• Assignment: Once you reach the line containing "filename src/commands/report.rs" in the data below, restate each line word for word up to and including the one containing "pub async fn export_report(state: State<'_, Arc<CoreState>>)".

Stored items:
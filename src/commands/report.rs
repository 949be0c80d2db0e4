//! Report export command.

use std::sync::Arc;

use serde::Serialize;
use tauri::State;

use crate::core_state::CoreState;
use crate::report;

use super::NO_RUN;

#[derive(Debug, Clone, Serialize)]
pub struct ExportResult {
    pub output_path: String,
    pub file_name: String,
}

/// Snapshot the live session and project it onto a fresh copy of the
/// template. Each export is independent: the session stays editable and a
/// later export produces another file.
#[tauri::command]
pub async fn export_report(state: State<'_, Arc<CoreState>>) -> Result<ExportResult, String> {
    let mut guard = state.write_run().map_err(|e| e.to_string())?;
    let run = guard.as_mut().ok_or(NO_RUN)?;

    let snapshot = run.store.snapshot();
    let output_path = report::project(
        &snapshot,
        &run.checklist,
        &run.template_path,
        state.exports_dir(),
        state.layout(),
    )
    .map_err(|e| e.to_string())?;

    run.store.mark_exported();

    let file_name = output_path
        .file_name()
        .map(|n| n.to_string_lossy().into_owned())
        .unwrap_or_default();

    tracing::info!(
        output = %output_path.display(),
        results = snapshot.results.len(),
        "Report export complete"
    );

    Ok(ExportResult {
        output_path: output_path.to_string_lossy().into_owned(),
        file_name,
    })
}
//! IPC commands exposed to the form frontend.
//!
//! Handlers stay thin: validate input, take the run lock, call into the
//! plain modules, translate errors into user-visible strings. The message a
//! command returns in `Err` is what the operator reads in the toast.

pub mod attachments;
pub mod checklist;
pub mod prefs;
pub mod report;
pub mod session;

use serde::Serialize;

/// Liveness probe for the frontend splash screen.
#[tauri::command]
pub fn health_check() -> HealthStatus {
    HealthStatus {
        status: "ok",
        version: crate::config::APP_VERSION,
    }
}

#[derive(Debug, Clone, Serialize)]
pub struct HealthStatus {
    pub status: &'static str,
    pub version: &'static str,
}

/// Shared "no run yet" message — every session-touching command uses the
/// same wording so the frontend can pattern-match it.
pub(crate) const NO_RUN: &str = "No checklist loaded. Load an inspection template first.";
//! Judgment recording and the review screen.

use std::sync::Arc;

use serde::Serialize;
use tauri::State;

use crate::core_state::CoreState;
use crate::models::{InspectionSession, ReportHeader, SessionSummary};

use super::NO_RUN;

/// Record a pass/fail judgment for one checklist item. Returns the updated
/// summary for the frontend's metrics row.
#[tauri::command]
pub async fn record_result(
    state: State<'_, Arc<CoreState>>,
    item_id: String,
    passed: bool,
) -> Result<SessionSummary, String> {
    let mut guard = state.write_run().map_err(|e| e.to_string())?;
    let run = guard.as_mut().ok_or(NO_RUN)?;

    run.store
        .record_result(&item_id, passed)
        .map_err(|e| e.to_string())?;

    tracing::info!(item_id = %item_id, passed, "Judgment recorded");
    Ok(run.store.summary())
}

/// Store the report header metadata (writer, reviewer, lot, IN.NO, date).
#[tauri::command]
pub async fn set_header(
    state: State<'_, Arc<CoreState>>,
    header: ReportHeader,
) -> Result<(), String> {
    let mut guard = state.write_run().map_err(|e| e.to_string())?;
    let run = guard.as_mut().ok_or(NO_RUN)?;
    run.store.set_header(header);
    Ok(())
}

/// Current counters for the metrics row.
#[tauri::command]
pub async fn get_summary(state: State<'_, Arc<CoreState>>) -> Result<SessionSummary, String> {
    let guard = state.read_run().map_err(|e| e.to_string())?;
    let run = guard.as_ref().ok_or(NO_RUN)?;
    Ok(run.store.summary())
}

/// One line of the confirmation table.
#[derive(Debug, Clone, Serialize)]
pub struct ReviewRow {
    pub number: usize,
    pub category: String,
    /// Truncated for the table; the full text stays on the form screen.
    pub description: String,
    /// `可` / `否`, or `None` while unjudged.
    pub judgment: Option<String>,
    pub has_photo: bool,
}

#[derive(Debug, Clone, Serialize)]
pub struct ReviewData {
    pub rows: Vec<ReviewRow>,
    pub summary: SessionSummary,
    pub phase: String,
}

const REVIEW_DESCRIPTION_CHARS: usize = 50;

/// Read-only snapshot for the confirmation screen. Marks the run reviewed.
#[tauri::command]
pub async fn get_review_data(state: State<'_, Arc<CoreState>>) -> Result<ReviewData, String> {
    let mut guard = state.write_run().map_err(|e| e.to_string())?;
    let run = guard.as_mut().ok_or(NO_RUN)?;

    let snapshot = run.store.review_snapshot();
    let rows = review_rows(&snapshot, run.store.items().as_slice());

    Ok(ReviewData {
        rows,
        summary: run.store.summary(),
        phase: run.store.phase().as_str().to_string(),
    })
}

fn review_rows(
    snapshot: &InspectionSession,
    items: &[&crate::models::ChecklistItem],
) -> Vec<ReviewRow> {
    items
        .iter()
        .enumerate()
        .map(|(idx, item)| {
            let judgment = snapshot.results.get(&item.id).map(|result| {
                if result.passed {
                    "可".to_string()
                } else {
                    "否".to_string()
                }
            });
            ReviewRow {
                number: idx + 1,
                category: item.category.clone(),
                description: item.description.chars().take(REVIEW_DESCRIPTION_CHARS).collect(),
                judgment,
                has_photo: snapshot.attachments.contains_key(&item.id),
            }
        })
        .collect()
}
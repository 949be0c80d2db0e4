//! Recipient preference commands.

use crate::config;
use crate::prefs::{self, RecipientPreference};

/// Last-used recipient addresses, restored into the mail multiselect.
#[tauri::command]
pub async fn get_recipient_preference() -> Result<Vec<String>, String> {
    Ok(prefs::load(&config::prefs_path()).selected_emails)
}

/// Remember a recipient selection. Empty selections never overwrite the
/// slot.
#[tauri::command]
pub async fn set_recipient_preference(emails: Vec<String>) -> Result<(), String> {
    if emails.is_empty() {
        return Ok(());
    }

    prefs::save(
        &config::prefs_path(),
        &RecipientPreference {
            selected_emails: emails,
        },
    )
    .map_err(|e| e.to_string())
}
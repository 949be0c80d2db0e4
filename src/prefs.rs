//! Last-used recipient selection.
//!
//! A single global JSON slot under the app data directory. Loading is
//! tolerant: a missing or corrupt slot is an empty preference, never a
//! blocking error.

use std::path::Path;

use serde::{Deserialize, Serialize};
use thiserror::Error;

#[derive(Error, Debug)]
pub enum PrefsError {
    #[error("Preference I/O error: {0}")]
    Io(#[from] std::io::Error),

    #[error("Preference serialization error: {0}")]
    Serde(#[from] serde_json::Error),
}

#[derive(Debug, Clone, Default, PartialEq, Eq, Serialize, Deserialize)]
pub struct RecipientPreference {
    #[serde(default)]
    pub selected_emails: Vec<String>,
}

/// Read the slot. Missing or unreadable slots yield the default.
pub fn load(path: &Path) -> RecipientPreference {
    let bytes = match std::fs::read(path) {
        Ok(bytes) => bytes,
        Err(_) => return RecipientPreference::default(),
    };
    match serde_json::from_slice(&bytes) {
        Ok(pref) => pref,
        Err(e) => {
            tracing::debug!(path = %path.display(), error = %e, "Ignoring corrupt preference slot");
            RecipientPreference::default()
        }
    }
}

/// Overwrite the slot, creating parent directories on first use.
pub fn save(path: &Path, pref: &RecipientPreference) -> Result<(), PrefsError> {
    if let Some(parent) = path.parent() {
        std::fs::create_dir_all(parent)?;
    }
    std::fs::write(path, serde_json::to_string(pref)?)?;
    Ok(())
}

* * *

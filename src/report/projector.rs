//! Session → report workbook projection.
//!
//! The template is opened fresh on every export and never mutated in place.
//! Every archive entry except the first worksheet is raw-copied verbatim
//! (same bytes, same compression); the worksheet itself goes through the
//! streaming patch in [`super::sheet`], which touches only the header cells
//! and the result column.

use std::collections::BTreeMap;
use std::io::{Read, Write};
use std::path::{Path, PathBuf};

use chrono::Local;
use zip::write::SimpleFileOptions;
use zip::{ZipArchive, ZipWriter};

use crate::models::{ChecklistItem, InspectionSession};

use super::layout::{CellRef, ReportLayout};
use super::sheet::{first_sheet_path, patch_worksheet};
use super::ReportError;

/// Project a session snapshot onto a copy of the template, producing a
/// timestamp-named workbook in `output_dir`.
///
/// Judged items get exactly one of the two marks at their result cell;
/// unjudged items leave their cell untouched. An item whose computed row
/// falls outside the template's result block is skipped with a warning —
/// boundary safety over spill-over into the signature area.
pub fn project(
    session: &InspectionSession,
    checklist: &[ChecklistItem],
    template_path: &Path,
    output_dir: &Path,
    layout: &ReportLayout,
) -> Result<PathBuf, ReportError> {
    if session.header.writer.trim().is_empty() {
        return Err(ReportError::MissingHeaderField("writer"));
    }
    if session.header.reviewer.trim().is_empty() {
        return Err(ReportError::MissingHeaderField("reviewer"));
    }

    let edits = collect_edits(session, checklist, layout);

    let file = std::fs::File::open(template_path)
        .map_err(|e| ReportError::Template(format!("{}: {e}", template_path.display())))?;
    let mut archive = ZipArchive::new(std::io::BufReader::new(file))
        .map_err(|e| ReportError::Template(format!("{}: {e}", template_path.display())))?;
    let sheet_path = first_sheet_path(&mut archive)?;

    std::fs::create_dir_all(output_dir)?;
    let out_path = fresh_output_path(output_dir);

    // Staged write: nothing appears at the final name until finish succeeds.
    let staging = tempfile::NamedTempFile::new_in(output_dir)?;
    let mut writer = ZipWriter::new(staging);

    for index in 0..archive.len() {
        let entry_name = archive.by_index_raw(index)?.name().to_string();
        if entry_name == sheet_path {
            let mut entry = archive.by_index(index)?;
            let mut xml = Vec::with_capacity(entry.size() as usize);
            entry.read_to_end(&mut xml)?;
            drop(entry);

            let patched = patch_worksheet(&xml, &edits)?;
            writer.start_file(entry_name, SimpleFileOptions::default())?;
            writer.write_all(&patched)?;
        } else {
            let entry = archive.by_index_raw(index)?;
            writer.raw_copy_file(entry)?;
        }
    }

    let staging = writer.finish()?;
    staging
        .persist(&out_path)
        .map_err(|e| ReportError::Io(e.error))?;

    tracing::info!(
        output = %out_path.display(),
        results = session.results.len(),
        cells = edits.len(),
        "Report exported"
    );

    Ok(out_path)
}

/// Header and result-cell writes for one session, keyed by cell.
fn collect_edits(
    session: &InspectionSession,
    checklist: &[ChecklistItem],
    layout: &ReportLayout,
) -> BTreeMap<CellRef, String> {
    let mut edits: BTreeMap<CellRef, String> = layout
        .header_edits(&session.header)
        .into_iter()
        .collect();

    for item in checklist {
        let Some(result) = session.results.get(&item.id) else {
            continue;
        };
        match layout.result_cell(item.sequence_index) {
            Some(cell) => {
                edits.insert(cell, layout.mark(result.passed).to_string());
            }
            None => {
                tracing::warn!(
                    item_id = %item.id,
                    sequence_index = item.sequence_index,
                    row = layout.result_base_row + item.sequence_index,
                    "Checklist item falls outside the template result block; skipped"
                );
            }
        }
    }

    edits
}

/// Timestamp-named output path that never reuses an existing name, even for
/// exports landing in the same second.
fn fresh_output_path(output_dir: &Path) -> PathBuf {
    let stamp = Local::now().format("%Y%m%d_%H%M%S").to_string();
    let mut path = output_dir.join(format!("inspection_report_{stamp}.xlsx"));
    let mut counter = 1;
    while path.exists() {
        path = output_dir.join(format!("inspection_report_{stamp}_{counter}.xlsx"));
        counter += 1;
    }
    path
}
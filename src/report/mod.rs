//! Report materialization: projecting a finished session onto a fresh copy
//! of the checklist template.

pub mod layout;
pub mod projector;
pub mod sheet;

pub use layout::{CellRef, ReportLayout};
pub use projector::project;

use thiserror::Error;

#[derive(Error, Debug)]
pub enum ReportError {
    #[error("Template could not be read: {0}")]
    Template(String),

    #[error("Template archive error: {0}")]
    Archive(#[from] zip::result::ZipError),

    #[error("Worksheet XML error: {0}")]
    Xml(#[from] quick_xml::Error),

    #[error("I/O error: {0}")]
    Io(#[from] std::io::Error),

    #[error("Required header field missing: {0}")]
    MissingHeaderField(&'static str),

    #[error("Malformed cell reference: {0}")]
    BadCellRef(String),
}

...

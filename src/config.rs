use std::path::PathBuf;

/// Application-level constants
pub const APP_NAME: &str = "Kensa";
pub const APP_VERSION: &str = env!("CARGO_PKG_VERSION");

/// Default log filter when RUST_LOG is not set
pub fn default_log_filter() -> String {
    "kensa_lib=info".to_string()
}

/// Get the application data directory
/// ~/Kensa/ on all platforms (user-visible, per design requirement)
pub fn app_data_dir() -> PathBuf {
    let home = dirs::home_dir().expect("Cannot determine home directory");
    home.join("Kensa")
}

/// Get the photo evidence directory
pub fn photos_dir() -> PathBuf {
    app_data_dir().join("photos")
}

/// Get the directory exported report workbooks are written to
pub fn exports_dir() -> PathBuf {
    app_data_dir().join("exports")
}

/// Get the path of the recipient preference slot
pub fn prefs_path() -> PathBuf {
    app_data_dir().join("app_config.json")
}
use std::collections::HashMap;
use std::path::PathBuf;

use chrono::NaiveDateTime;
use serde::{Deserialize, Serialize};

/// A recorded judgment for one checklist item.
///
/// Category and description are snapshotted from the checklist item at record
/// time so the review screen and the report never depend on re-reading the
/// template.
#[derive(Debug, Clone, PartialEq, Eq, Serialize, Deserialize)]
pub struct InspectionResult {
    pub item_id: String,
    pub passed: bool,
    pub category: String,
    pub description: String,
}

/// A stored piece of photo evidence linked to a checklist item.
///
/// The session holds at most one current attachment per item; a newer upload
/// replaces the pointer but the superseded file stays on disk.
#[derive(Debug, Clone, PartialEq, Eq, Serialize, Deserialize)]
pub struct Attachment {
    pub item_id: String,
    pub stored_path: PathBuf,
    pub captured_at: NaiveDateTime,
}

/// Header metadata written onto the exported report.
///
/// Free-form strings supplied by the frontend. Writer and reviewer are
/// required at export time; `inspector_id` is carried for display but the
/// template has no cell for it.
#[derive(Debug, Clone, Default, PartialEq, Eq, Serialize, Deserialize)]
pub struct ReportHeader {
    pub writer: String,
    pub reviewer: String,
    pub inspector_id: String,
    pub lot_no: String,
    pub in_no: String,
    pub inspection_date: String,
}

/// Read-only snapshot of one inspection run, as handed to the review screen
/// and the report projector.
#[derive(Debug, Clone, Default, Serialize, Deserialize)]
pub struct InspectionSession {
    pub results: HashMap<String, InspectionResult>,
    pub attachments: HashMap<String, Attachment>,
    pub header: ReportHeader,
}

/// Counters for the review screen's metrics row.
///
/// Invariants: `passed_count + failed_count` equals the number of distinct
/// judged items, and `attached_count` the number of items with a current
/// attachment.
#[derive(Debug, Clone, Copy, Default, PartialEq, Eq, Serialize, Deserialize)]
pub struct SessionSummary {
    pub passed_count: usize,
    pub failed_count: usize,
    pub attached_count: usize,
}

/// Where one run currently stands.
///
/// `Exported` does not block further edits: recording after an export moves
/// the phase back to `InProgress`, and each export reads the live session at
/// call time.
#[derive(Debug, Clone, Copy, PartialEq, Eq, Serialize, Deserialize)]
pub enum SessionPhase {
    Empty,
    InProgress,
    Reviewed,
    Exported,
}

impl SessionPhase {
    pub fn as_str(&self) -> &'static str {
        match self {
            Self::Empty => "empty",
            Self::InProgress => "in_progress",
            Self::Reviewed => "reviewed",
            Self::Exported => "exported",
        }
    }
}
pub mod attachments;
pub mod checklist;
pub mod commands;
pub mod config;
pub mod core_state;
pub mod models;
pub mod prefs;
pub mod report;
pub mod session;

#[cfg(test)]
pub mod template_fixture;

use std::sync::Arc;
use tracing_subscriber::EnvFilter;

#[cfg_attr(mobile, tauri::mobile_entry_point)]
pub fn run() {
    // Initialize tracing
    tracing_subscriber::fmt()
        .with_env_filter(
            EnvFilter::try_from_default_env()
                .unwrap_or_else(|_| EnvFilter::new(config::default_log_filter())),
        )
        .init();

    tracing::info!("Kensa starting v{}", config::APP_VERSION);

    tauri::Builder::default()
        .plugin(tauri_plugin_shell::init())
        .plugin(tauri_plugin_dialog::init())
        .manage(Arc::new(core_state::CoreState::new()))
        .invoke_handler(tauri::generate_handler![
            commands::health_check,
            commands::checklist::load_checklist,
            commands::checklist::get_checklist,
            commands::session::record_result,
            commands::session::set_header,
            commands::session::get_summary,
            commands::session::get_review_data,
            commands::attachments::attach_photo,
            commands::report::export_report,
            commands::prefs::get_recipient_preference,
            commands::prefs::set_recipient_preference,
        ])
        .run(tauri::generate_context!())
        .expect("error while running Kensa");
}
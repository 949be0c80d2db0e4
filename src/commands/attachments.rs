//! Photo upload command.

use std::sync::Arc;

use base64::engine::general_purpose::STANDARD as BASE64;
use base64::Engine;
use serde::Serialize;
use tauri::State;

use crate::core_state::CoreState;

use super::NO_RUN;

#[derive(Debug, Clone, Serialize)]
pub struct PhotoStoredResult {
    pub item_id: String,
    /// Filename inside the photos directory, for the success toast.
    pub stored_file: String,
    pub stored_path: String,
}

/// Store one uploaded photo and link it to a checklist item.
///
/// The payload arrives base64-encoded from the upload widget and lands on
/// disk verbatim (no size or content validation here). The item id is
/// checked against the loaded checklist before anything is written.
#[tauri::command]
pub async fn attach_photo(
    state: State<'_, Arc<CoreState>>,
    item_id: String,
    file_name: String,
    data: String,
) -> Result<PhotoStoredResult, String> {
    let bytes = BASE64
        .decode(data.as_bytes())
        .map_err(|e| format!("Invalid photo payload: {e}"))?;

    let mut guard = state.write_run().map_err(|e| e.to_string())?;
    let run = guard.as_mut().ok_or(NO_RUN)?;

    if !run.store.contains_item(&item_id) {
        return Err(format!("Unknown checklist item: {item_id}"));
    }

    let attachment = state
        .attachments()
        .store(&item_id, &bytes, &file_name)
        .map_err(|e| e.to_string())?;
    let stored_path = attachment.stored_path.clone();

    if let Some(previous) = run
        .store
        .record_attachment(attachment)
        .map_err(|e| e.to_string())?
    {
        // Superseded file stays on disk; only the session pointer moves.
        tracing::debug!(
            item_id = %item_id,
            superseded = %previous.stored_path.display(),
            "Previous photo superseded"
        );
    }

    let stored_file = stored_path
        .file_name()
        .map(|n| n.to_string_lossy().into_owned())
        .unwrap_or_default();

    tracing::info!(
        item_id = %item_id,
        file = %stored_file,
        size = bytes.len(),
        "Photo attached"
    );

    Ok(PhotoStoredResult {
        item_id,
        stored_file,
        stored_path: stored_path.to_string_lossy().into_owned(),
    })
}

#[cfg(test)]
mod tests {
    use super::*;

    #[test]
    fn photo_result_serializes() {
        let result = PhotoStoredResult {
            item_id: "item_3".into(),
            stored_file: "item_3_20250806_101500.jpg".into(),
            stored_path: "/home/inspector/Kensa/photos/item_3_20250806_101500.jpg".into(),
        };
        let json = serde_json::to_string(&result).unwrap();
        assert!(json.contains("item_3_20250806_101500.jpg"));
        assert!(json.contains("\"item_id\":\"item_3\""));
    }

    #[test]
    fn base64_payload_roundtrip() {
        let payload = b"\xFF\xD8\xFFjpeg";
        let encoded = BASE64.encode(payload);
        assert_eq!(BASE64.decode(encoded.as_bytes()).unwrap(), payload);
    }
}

• Solution to this problem:
filename src/commands/report.rs
repository 949be0c80d2db0e4
//! Report export command.

use std::sync::Arc;

use serde::Serialize;
use tauri::State;

use crate::core_state::CoreState;
use crate::report;

use super::NO_RUN;

#[derive(Debug, Clone, Serialize)]
pub struct ExportResult {
    pub output_path: String,
    pub file_name: String,
}

/// Snapshot the live session and project it onto a fresh copy of the
/// template. Each export is independent: the session stays editable and a
/// later export produces another file.
#[tauri::command]
pub async fn export_report(state: State<'_, Arc<CoreState>>) -> Result<ExportResult, String> {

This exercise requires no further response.